Reproduce the whole listing exactly.
═════ Task material ═════
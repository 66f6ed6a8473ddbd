//! PgStore: Postgres-backed persistence for the wheel cursor, topic locks,
//! and the artifact catalog.

use anyhow::{Context, Result};
use async_trait::async_trait;
use chrono::{DateTime, NaiveDate, Utc};
use sqlx::PgPool;
use tracing::debug;

use presswheel_common::{
    NewArtifact, RecentArtifact, TopicLock, VersionedWheel, WheelState, WHEEL_STATE_KEY,
};

use crate::traits::{ArtifactStore, TopicLockStore, WheelStore};

#[derive(Clone)]
pub struct PgStore {
    pool: PgPool,
}

impl PgStore {
    pub fn new(pool: PgPool) -> Self {
        Self { pool }
    }

    pub async fn connect(database_url: &str) -> Result<Self> {
        let pool = PgPool::connect(database_url)
            .await
            .context("connecting to Postgres")?;
        Ok(Self::new(pool))
    }

    /// Run the embedded SQL migrations.
    pub async fn migrate(&self) -> Result<()> {
        sqlx::migrate!("./migrations")
            .run(&self.pool)
            .await
            .context("running presswheel migrations")?;
        Ok(())
    }

    pub fn pool(&self) -> &PgPool {
        &self.pool
    }
}

#[derive(sqlx::FromRow)]
struct WheelRow {
    last_brand_index: i32,
    brands_order: Vec<String>,
    last_run_at: DateTime<Utc>,
    version: i64,
}

#[derive(sqlx::FromRow)]
struct LockRow {
    date: NaiveDate,
    topic_hash: String,
    artifact_id: String,
    created_at: DateTime<Utc>,
}

impl From<LockRow> for TopicLock {
    fn from(r: LockRow) -> Self {
        Self {
            date: r.date,
            topic_hash: r.topic_hash,
            artifact_id: r.artifact_id,
            created_at: r.created_at,
        }
    }
}

#[derive(sqlx::FromRow)]
struct ArtifactRow {
    id: String,
    title: String,
    created_at: DateTime<Utc>,
    published: bool,
    view_count: i64,
    embedding: Option<Vec<f32>>,
    brand: String,
}

impl From<ArtifactRow> for RecentArtifact {
    fn from(r: ArtifactRow) -> Self {
        Self {
            id: r.id,
            title: r.title,
            created_at: r.created_at,
            published: r.published,
            view_count: r.view_count,
            embedding: r.embedding,
            brand: r.brand,
        }
    }
}

#[async_trait]
impl WheelStore for PgStore {
    async fn load_wheel(&self) -> Result<Option<VersionedWheel>> {
        let row = sqlx::query_as::<_, WheelRow>(
            r#"
            SELECT last_brand_index, brands_order, last_run_at, version
            FROM wheel_state
            WHERE id = $1
            "#,
        )
        .bind(WHEEL_STATE_KEY)
        .fetch_optional(&self.pool)
        .await
        .context("reading wheel_state")?;

        // A negative index is unusable; treat the row as absent.
        Ok(row.and_then(|r| {
            let idx = usize::try_from(r.last_brand_index).ok()?;
            Some(VersionedWheel {
                state: WheelState {
                    last_brand_index: idx,
                    last_run_at: r.last_run_at,
                    brands_order: r.brands_order,
                },
                version: r.version,
            })
        }))
    }

    async fn save_wheel(&self, state: &WheelState, expected_version: Option<i64>) -> Result<bool> {
        let index = i32::try_from(state.last_brand_index).context("brand index out of range")?;

        let result = match expected_version {
            None => {
                sqlx::query(
                    r#"
                    INSERT INTO wheel_state (id, last_brand_index, brands_order, last_run_at, version)
                    VALUES ($1, $2, $3, $4, 1)
                    ON CONFLICT (id) DO NOTHING
                    "#,
                )
                .bind(WHEEL_STATE_KEY)
                .bind(index)
                .bind(&state.brands_order)
                .bind(state.last_run_at)
                .execute(&self.pool)
                .await
            }
            Some(version) => {
                sqlx::query(
                    r#"
                    UPDATE wheel_state
                    SET last_brand_index = $2,
                        brands_order = $3,
                        last_run_at = $4,
                        version = version + 1
                    WHERE id = $1 AND version = $5
                    "#,
                )
                .bind(WHEEL_STATE_KEY)
                .bind(index)
                .bind(&state.brands_order)
                .bind(state.last_run_at)
                .bind(version)
                .execute(&self.pool)
                .await
            }
        }
        .context("writing wheel_state")?;

        let written = result.rows_affected() == 1;
        debug!(written, ?expected_version, "wheel_state conditional write");
        Ok(written)
    }
}

#[async_trait]
impl TopicLockStore for PgStore {
    async fn find_active_lock(
        &self,
        topic_hash: &str,
        cutoff: NaiveDate,
    ) -> Result<Option<TopicLock>> {
        let row = sqlx::query_as::<_, LockRow>(
            r#"
            SELECT date, topic_hash, artifact_id, created_at
            FROM topic_locks
            WHERE topic_hash = $1 AND date >= $2
            ORDER BY created_at DESC
            LIMIT 1
            "#,
        )
        .bind(topic_hash)
        .bind(cutoff)
        .fetch_optional(&self.pool)
        .await
        .context("reading topic_locks")?;

        Ok(row.map(TopicLock::from))
    }

    async fn create_lock(&self, lock: &TopicLock, cutoff: NaiveDate) -> Result<bool> {
        let mut tx = self.pool.begin().await.context("opening topic lock transaction")?;

        // Serialize writers per hash. The primary key only covers same-date
        // collisions; this covers locks on adjacent dates within the window.
        sqlx::query("SELECT pg_advisory_xact_lock(hashtext($1))")
            .bind(&lock.topic_hash)
            .execute(&mut *tx)
            .await
            .context("acquiring topic advisory lock")?;

        let result = sqlx::query(
            r#"
            INSERT INTO topic_locks (date, topic_hash, artifact_id, created_at)
            SELECT $1, $2, $3, $4
            WHERE NOT EXISTS (
                SELECT 1 FROM topic_locks WHERE topic_hash = $2 AND date >= $5
            )
            ON CONFLICT (date, topic_hash) DO NOTHING
            "#,
        )
        .bind(lock.date)
        .bind(&lock.topic_hash)
        .bind(&lock.artifact_id)
        .bind(lock.created_at)
        .bind(cutoff)
        .execute(&mut *tx)
        .await
        .context("writing topic_locks")?;

        tx.commit().await.context("committing topic lock")?;
        Ok(result.rows_affected() == 1)
    }
}

#[async_trait]
impl ArtifactStore for PgStore {
    async fn recent_artifacts(
        &self,
        since: DateTime<Utc>,
        limit: usize,
        published_only: bool,
    ) -> Result<Vec<RecentArtifact>> {
        let rows = sqlx::query_as::<_, ArtifactRow>(
            r#"
            SELECT id, title, created_at, published, view_count, embedding, brand
            FROM artifacts
            WHERE created_at >= $1 AND ($3 = FALSE OR published)
            ORDER BY created_at DESC
            LIMIT $2
            "#,
        )
        .bind(since)
        .bind(limit as i64)
        .bind(published_only)
        .fetch_all(&self.pool)
        .await
        .context("reading recent artifacts")?;

        Ok(rows.into_iter().map(RecentArtifact::from).collect())
    }

    async fn insert_artifact(&self, artifact: &NewArtifact) -> Result<()> {
        sqlx::query(
            r#"
            INSERT INTO artifacts
                (id, brand, title, body, topic_hash, confidence, embedding, published, created_at)
            VALUES ($1, $2, $3, $4, $5, $6, $7, $8, $9)
            "#,
        )
        .bind(&artifact.id)
        .bind(&artifact.brand)
        .bind(&artifact.title)
        .bind(&artifact.body)
        .bind(&artifact.topic_hash)
        .bind(i16::from(artifact.confidence))
        .bind(&artifact.embedding)
        .bind(artifact.published)
        .bind(artifact.created_at)
        .execute(&self.pool)
        .await
        .context("inserting artifact")?;
        Ok(())
    }

    async fn unpublish(&self, ids: &[String]) -> Result<u64> {
        if ids.is_empty() {
            return Ok(0);
        }
        let result = sqlx::query(
            r#"
            UPDATE artifacts SET published = FALSE
            WHERE id = ANY($1) AND published
            "#,
        )
        .bind(ids)
        .execute(&self.pool)
        .await
        .context("unpublishing artifacts")?;
        Ok(result.rows_affected())
    }
}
═════
● **Output below**:
repository 66f6ed6a8473ddbd
//! PgStore: Postgres-backed persistence for the wheel cursor, topic locks,
//! and the artifact catalog.

use anyhow::{Context, Result};
use async_trait::async_trait;
use chrono::{DateTime, NaiveDate, Utc};
use sqlx::PgPool;
use tracing::debug;

use presswheel_common::{
    NewArtifact, RecentArtifact, TopicLock, VersionedWheel, WheelState, WHEEL_STATE_KEY,
};

use crate::traits::{ArtifactStore, TopicLockStore, WheelStore};

#[derive(Clone)]
pub struct PgStore {
    pool: PgPool,
}

impl PgStore {
    pub fn new(pool: PgPool) -> Self {
        Self { pool }
    }

    pub async fn connect(database_url: &str) -> Result<Self> {
        let pool = PgPool::connect(database_url)
            .await
            .context("connecting to Postgres")?;
        Ok(Self::new(pool))
    }

    /// Run the embedded SQL migrations.
    pub async fn migrate(&self) -> Result<()> {
        sqlx::migrate!("./migrations")
            .run(&self.pool)
            .await
            .context("running presswheel migrations")?;
        Ok(())
    }

    pub fn pool(&self) -> &PgPool {
        &self.pool
    }
}

#[derive(sqlx::FromRow)]
struct WheelRow {
    last_brand_index: i32,
    brands_order: Vec<String>,
    last_run_at: DateTime<Utc>,
    version: i64,
}

#[derive(sqlx::FromRow)]
struct LockRow {
    date: NaiveDate,
    topic_hash: String,
    artifact_id: String,
    created_at: DateTime<Utc>,
}

impl From<LockRow> for TopicLock {
    fn from(r: LockRow) -> Self {
        Self {
            date: r.date,
            topic_hash: r.topic_hash,
            artifact_id: r.artifact_id,
            created_at: r.created_at,
        }
    }
}

#[derive(sqlx::FromRow)]
struct ArtifactRow {
    id: String,
    title: String,
    created_at: DateTime<Utc>,
    published: bool,
    view_count: i64,
    embedding: Option<Vec<f32>>,
    brand: String,
}

impl From<ArtifactRow> for RecentArtifact {
    fn from(r: ArtifactRow) -> Self {
        Self {
            id: r.id,
            title: r.title,
            created_at: r.created_at,
            published: r.published,
            view_count: r.view_count,
            embedding: r.embedding,
            brand: r.brand,
        }
    }
}

#[async_trait]
impl WheelStore for PgStore {
    async fn load_wheel(&self) -> Result<Option<VersionedWheel>> {
        let row = sqlx::query_as::<_, WheelRow>(
            r#"
            SELECT last_brand_index, brands_order, last_run_at, version
            FROM wheel_state
            WHERE id = $1
            "#,
        )
        .bind(WHEEL_STATE_KEY)
        .fetch_optional(&self.pool)
        .await
        .context("reading wheel_state")?;

        // A negative index is unusable; treat the row as absent.
        Ok(row.and_then(|r| {
            let idx = usize::try_from(r.last_brand_index).ok()?;
            Some(VersionedWheel {
                state: WheelState {
                    last_brand_index: idx,
                    last_run_at: r.last_run_at,
                    brands_order: r.brands_order,
                },
                version: r.version,
            })
        }))
    }

    async fn save_wheel(&self, state: &WheelState, expected_version: Option<i64>) -> Result<bool> {
        let index = i32::try_from(state.last_brand_index).context("brand index out of range")?;

        let result = match expected_version {
            None => {
                sqlx::query(
                    r#"
                    INSERT INTO wheel_state (id, last_brand_index, brands_order, last_run_at, version)
                    VALUES ($1, $2, $3, $4, 1)
                    ON CONFLICT (id) DO NOTHING
                    "#,
                )
                .bind(WHEEL_STATE_KEY)
                .bind(index)
                .bind(&state.brands_order)
                .bind(state.last_run_at)
                .execute(&self.pool)
                .await
            }
            Some(version) => {
                sqlx::query(
                    r#"
                    UPDATE wheel_state
                    SET last_brand_index = $2,
                        brands_order = $3,
                        last_run_at = $4,
                        version = version + 1
                    WHERE id = $1 AND version = $5
                    "#,
                )
                .bind(WHEEL_STATE_KEY)
                .bind(index)
                .bind(&state.brands_order)
                .bind(state.last_run_at)
                .bind(version)
                .execute(&self.pool)
                .await
            }
        }
        .context("writing wheel_state")?;

        let written = result.rows_affected() == 1;
        debug!(written, ?expected_version, "wheel_state conditional write");
        Ok(written)
    }
}

#[async_trait]
impl TopicLockStore for PgStore {
    async fn find_active_lock(
        &self,
        topic_hash: &str,
        cutoff: NaiveDate,
    ) -> Result<Option<TopicLock>> {
        let row = sqlx::query_as::<_, LockRow>(
            r#"
            SELECT date, topic_hash, artifact_id, created_at
            FROM topic_locks
            WHERE topic_hash = $1 AND date >= $2
            ORDER BY created_at DESC
            LIMIT 1
            "#,
        )
        .bind(topic_hash)
        .bind(cutoff)
        .fetch_optional(&self.pool)
        .await
        .context("reading topic_locks")?;

        Ok(row.map(TopicLock::from))
    }

    async fn create_lock(&self, lock: &TopicLock, cutoff: NaiveDate) -> Result<bool> {
        let mut tx = self.pool.begin().await.context("opening topic lock transaction")?;

        // Serialize writers per hash. The primary key only covers same-date
        // collisions; this covers locks on adjacent dates within the window.
        sqlx::query("SELECT pg_advisory_xact_lock(hashtext($1))")
            .bind(&lock.topic_hash)
            .execute(&mut *tx)
            .await
            .context("acquiring topic advisory lock")?;

        let result = sqlx::query(
            r#"
            INSERT INTO topic_locks (date, topic_hash, artifact_id, created_at)
            SELECT $1, $2, $3, $4
            WHERE NOT EXISTS (
                SELECT 1 FROM topic_locks WHERE topic_hash = $2 AND date >= $5
            )
            ON CONFLICT (date, topic_hash) DO NOTHING
            "#,
        )
        .bind(lock.date)
        .bind(&lock.topic_hash)
        .bind(&lock.artifact_id)
        .bind(lock.created_at)
        .bind(cutoff)
        .execute(&mut *tx)
        .await
        .context("writing topic_locks")?;

        tx.commit().await.context("committing topic lock")?;
        Ok(result.rows_affected() == 1)
    }
}

#[async_trait]
impl ArtifactStore for PgStore {
    async fn recent_artifacts(
        &self,
        since: DateTime<Utc>,
        limit: usize,
        published_only: bool,
    ) -> Result<Vec<RecentArtifact>> {
        let rows = sqlx::query_as::<_, ArtifactRow>(
            r#"
            SELECT id, title, created_at, published, view_count, embedding, brand
            FROM artifacts
            WHERE created_at >= $1 AND ($3 = FALSE OR published)
            ORDER BY created_at DESC
            LIMIT $2
            "#,
        )
        .bind(since)
        .bind(limit as i64)
        .bind(published_only)
        .fetch_all(&self.pool)
        .await
        .context("reading recent artifacts")?;

        Ok(rows.into_iter().map(RecentArtifact::from).collect())
    }

    async fn insert_artifact(&self, artifact: &NewArtifact) -> Result<()> {
        sqlx::query(
            r#"
            INSERT INTO artifacts
                (id, brand, title, body, topic_hash, confidence, embedding, published, created_at)
            VALUES ($1, $2, $3, $4, $5, $6, $7, $8, $9)
            "#,
        )
        .bind(&artifact.id)
        .bind(&artifact.brand)
        .bind(&artifact.title)
        .bind(&artifact.body)
        .bind(&artifact.topic_hash)
        .bind(i16::from(artifact.confidence))
        .bind(&artifact.embedding)
        .bind(artifact.published)
        .bind(artifact.created_at)
        .execute(&self.pool)
        .await
        .context("inserting artifact")?;
        Ok(())
    }

    async fn unpublish(&self, ids: &[String]) -> Result<u64> {
        if ids.is_empty() {
            return Ok(0);
        }
        let result = sqlx::query(
            r#"
            UPDATE artifacts SET published = FALSE
            WHERE id = ANY($1) AND published
            "#,
        )
        .bind(ids)
        .execute(&self.pool)
        .await
        .context("unpublishing artifacts")?;
        Ok(result.rows_affected())
    }
}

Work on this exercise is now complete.